Either way, Durant was a no-brainer selection after his MVP-caliber play got the Nets back on track after Steve Nash’s departure and Kyrie Irving’s antisemitism saga. If Durant is still sidelined for the All-Star Game on Feb. 19, look for Embiid to step into his starting spot.
Heat Coach Erik Spoelstra has been campaigning for Adebayo (21.4 ppg, 10 rpg, 3.2 apg), and for good reason. The skilled, two-way center hasn’t made the all-star team since 2020, but he’s averaging a career-high in points and captaining a fifth-ranked defense. Miami has worked its way into the East’s top six seeds after a 7-11 start to the season, and Adebayo has been their most reliable piece, posting team-highs in total minutes, points, rebounds and blocks.

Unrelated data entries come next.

//! Socket ownership, the receive thread, and inbox polling.
//!
//! # Threads
//!
//! ```text
//! caller thread                         simlink-rx thread
//!   create / set_source / step            read_line (blocking)
//!     -> Mutex<TcpStream> write             -> Inbound::Line -> inbox
//!   poll(max)                             end of stream / error
//!     <- inbox (non-blocking)               -> Inbound::Disconnected -> inbox
//!     -> state / error handlers
//! ```
//!
//! The receive thread never parses or dispatches: all decoding and handler
//! calls happen inside [`SimClient::poll`] on the caller's thread.

use std::io::{BufRead, BufReader, Write};
use std::net::{Shutdown, SocketAddr, TcpStream};
use std::sync::atomic::{AtomicBool, Ordering};
use std::sync::mpsc::{self, Receiver, Sender};
use std::sync::{Arc, Mutex, MutexGuard, PoisonError};
use std::time::{Duration, Instant};

use serde::Deserialize;
use serde_json::Value;
use simlink_timing::{SampleSink, Summary, TimeMeasurer, Worker};
use simlink_types::{
    Command, CreateSimulation, NewPosition, NodeId, NodeState, Position, RequestId, SetSource,
    Step,
};
use tracing::{debug, info, warn};

use crate::config::ClientConfig;
use crate::correlator::PendingRequests;
use crate::error::ClientError;

/// Time spent writing one `step` line.
pub const STEP_SOCKET_SEND: &str = "step.socket.send";
/// Time spent decoding one state update.
pub const STEP_SOCKET_PARSE: &str = "step.socket.parse";
/// Time from sending a `step` to finishing the decode of its answer.
pub const STEP_SOCKET_WAIT: &str = "step.socket.wait";

const RX_THREAD_NAME: &str = "simlink-rx";

/// One entry of the inbox between the receive thread and `poll`.
#[derive(Debug, Clone, PartialEq, Eq)]
pub enum Inbound {
    /// A raw line from the server, without its terminator.
    Line(String),
    /// The connection ended while the client was still running.
    Disconnected(String),
}

/// A decoded state update.
#[derive(Debug, Clone, PartialEq)]
pub struct StateUpdate {
    /// The `rid` echoed by the server, when present.
    pub rid: Option<RequestId>,
    /// Value and neighborhood of every node, in node id order.
    pub nodes: Vec<NodeState>,
}

/// Wire form of a state update; `rid` is optional for older servers.
#[derive(Deserialize)]
struct StateLine {
    #[serde(default)]
    rid: Option<RequestId>,
    values: Vec<NodeState>,
}

type StateHandler = Box<dyn FnMut(StateUpdate) + Send>;
type ErrorHandler = Box<dyn FnMut(ClientError) + Send>;

/// State shared by every sender and the receive thread.
struct Outbound {
    running: AtomicBool,
    writer: Mutex<Option<TcpStream>>,
    pending: Mutex<PendingRequests>,
    measurer: Mutex<TimeMeasurer>,
}

impl Outbound {
    fn is_running(&self) -> bool {
        self.running.load(Ordering::Acquire)
    }

    /// Lock the write half, failing once the client is shut down.
    fn writer(&self) -> Result<MutexGuard<'_, Option<TcpStream>>, ClientError> {
        if !self.is_running() {
            return Err(ClientError::NotConnected);
        }
        let Ok(writer) = self.writer.lock() else {
            return Err(ClientError::NotConnected);
        };
        Ok(writer)
    }

    fn write_line(&self, command: &Command) -> Result<(), ClientError> {
        let mut writer = self.writer()?;
        let stream = writer.as_mut().ok_or(ClientError::NotConnected)?;
        write_command(stream, command)
    }

    /// Issue a request id and write the `step` carrying it.
    ///
    /// The id is issued under the writer lock, so ids reach the wire in
    /// issue order even when several threads step at once.
    fn write_step(&self, step_count: u32) -> Result<RequestId, ClientError> {
        let mut writer = self.writer()?;
        let stream = writer.as_mut().ok_or(ClientError::NotConnected)?;

        let sent_at = Instant::now();
        let rid = self.pending().issue(sent_at);
        if let Err(e) = write_command(stream, &Command::Step(Step { step_count, rid })) {
            self.pending().cancel(rid);
            return Err(e);
        }
        drop(writer);

        self.measurer()
            .record(STEP_SOCKET_SEND, sent_at, Instant::now());
        Ok(rid)
    }

    fn pending(&self) -> MutexGuard<'_, PendingRequests> {
        self.pending.lock().unwrap_or_else(PoisonError::into_inner)
    }

    fn measurer(&self) -> MutexGuard<'_, TimeMeasurer> {
        self.measurer.lock().unwrap_or_else(PoisonError::into_inner)
    }

    /// Stop accepting sends. Returns whether the client was running.
    fn close(&self) -> bool {
        let was_running = self.running.swap(false, Ordering::AcqRel);
        if let Ok(mut writer) = self.writer.lock() {
            writer.take();
        }
        was_running
    }
}

/// Cloneable handle for sending commands from any thread.
#[derive(Clone)]
pub struct CommandSender {
    shared: Arc<Outbound>,
}

impl CommandSender {
    /// Create (or replace) the session's simulation.
    pub fn create(&self, node_count: u32, max_distance: f64) -> Result<(), ClientError> {
        self.send(&Command::Create(CreateSimulation {
            node_count,
            max_distance,
        }))
    }

    /// Mark `node` as a gradient source.
    pub fn set_source(&self, node: NodeId) -> Result<(), ClientError> {
        self.send(&Command::SetSource(SetSource { node_id: node }))
    }

    /// Move `node` to `position`.
    pub fn new_position(&self, node: NodeId, position: Position) -> Result<(), ClientError> {
        self.send(&Command::NewPosition(NewPosition::new(node, position)))
    }

    /// Ask for `step_count` rounds and a state update.
    ///
    /// Returns the request id the update will carry.
    pub fn step(&self, step_count: u32) -> Result<RequestId, ClientError> {
        self.shared.write_step(step_count)
    }

    /// Send an arbitrary command.
    pub fn send(&self, command: &Command) -> Result<(), ClientError> {
        self.shared.write_line(command)
    }

    /// Whether sends are still accepted.
    pub fn is_connected(&self) -> bool {
        self.shared.is_running()
    }
}

impl std::fmt::Debug for CommandSender {
    fn fmt(&self, f: &mut std::fmt::Formatter<'_>) -> std::fmt::Result {
        f.debug_struct("CommandSender")
            .field("connected", &self.is_connected())
            .finish_non_exhaustive()
    }
}

/// A connection to a simlink server.
pub struct SimClient {
    sender: CommandSender,
    inbox: Receiver<Inbound>,
    rx_worker: Option<Worker>,
    socket: TcpStream,
    peer: SocketAddr,
    join_timeout: Duration,
    on_state: Option<StateHandler>,
    on_error: Option<ErrorHandler>,
}

impl SimClient {
    /// Connect and start the receive thread.
    ///
    /// # Errors
    ///
    /// Returns [`ClientError::Io`] if the connection or the thread cannot
    /// be set up.
    pub fn connect(config: &ClientConfig) -> Result<Self, ClientError> {
        Self::connect_with_measurer(config, TimeMeasurer::new())
    }

    /// Connect and forward every client-side sample to `sink`.
    pub fn connect_with_sink(
        config: &ClientConfig,
        sink: Arc<dyn SampleSink>,
    ) -> Result<Self, ClientError> {
        Self::connect_with_measurer(config, TimeMeasurer::with_sink(sink))
    }

    fn connect_with_measurer(
        config: &ClientConfig,
        measurer: TimeMeasurer,
    ) -> Result<Self, ClientError> {
        let socket = TcpStream::connect((config.host.as_str(), config.port))?;
        if let Err(e) = socket.set_nodelay(true) {
            debug!(error = %e, "Could not disable Nagle");
        }
        let peer = socket.peer_addr()?;
        let reader = socket.try_clone()?;
        let writer = socket.try_clone()?;

        let shared = Arc::new(Outbound {
            running: AtomicBool::new(true),
            writer: Mutex::new(Some(writer)),
            pending: Mutex::new(PendingRequests::new(config.max_pending)),
            measurer: Mutex::new(measurer),
        });

        let (tx, inbox) = mpsc::channel();
        let rx_shared = Arc::clone(&shared);
        let rx_worker = Worker::spawn(RX_THREAD_NAME, move || {
            receive_loop(reader, &tx, &rx_shared);
        })?;

        info!(%peer, "Connected to simlink server");
        Ok(Self {
            sender: CommandSender { shared },
            inbox,
            rx_worker: Some(rx_worker),
            socket,
            peer,
            join_timeout: config.join_timeout,
            on_state: None,
            on_error: None,
        })
    }

    /// Register the handler receiving state updates.
    pub fn on_state(&mut self, handler: impl FnMut(StateUpdate) + Send + 'static) {
        self.on_state = Some(Box::new(handler));
    }

    /// Register the handler receiving protocol and connection errors.
    ///
    /// Without one, errors are logged.
    pub fn on_error(&mut self, handler: impl FnMut(ClientError) + Send + 'static) {
        self.on_error = Some(Box::new(handler));
    }

    /// A handle for sending from other threads.
    pub fn sender(&self) -> CommandSender {
        self.sender.clone()
    }

    /// Address of the server.
    pub const fn peer_addr(&self) -> SocketAddr {
        self.peer
    }

    /// Whether sends are still accepted.
    pub fn is_connected(&self) -> bool {
        self.sender.is_connected()
    }

    /// See [`CommandSender::create`].
    pub fn create(&self, node_count: u32, max_distance: f64) -> Result<(), ClientError> {
        self.sender.create(node_count, max_distance)
    }

    /// See [`CommandSender::set_source`].
    pub fn set_source(&self, node: NodeId) -> Result<(), ClientError> {
        self.sender.set_source(node)
    }

    /// See [`CommandSender::new_position`].
    pub fn new_position(&self, node: NodeId, position: Position) -> Result<(), ClientError> {
        self.sender.new_position(node, position)
    }

    /// See [`CommandSender::step`].
    pub fn step(&self, step_count: u32) -> Result<RequestId, ClientError> {
        self.sender.step(step_count)
    }

    /// Handle up to `max_messages` inbox entries without blocking.
    ///
    /// Returns the number of entries taken from the inbox.
    pub fn poll(&mut self, max_messages: usize) -> usize {
        let mut drained = 0usize;
        while drained < max_messages {
            let Ok(inbound) = self.inbox.try_recv() else {
                break;
            };
            drained = drained.saturating_add(1);
            match inbound {
                Inbound::Line(line) => self.handle_line(&line),
                Inbound::Disconnected(reason) => self.emit_error(ClientError::Disconnected(reason)),
            }
        }
        drained
    }

    /// Number of `step` requests awaiting an answer.
    pub fn pending_len(&self) -> usize {
        self.sender.shared.pending().len()
    }

    /// Number of `step` requests retired without an answer.
    pub fn abandoned(&self) -> u64 {
        self.sender.shared.pending().abandoned()
    }

    /// Summary of the client-side samples recorded under `label`.
    pub fn summary(&self, label: &str) -> Option<Summary> {
        self.sender.shared.measurer().summary(label)
    }

    /// Summaries of every label recorded so far, sorted by label.
    pub fn summaries(&self) -> std::collections::BTreeMap<String, Summary> {
        self.sender.shared.measurer().summaries()
    }

    /// Stop sending, close the socket, and join the receive thread within
    /// the configured bound. Safe to call more than once.
    pub fn shutdown(&mut self) {
        let was_running = self.sender.shared.close();
        if let Err(e) = self.socket.shutdown(Shutdown::Both) {
            debug!(error = %e, "Socket already closed");
        }
        let timeout = self.join_timeout;
        let joined = self
            .rx_worker
            .take()
            .is_none_or(|mut worker| worker.join_timeout(timeout));
        if !joined {
            warn!(peer = %self.peer, "Receive thread still running after shutdown");
        }
        if was_running {
            info!(peer = %self.peer, "Disconnected from simlink server");
        }
    }

    fn handle_line(&mut self, line: &str) {
        let started = Instant::now();
        let value: Value = match serde_json::from_str(line) {
            Ok(value) => value,
            Err(source) => {
                self.emit_error(ClientError::InvalidJson {
                    line: line.to_owned(),
                    source,
                });
                return;
            }
        };

        if value.get("values").is_some_and(Value::is_array) {
            match serde_json::from_value::<StateLine>(value) {
                Ok(state) => self.deliver_state(state, started),
                Err(source) => self.emit_error(ClientError::MalformedState {
                    line: line.to_owned(),
                    source,
                }),
            }
            return;
        }

        let error = match value.get("error") {
            Some(Value::String(message)) => ClientError::Server(message.clone()),
            Some(other) => ClientError::Server(other.to_string()),
            None => ClientError::UnknownMessage(line.to_owned()),
        };
        self.emit_error(error);
    }

    fn deliver_state(&mut self, state: StateLine, started: Instant) {
        let parsed = Instant::now();
        {
            let shared = &self.sender.shared;
            let sent_at = state.rid.and_then(|rid| shared.pending().complete(rid));
            let mut measurer = shared.measurer();
            measurer.record(STEP_SOCKET_PARSE, started, parsed);
            if let Some(sent_at) = sent_at {
                measurer.record(STEP_SOCKET_WAIT, sent_at, parsed);
            }
        }

        let update = StateUpdate {
            rid: state.rid,
            nodes: state.values,
        };
        if let Some(handler) = self.on_state.as_mut() {
            handler(update);
        }
    }

    fn emit_error(&mut self, error: ClientError) {
        if let Some(handler) = self.on_error.as_mut() {
            handler(error);
            return;
        }
        warn!(peer = %self.peer, error = %error, "Unhandled client error");
    }
}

Randle (24.7 ppg, 10.8 rpg, 4 apg) has been riding the roller coaster, following a strong 2020-21 season with a dreadful 2021-22 campaign. New York’s scoring-minded forward is peaking again, posting a career-high in Player Efficiency Rating. Though Randle’s outside shooting numbers are slightly down from two years ago, he’s found a workable balance with new point guard Jalen Brunson and the Knicks are above .500.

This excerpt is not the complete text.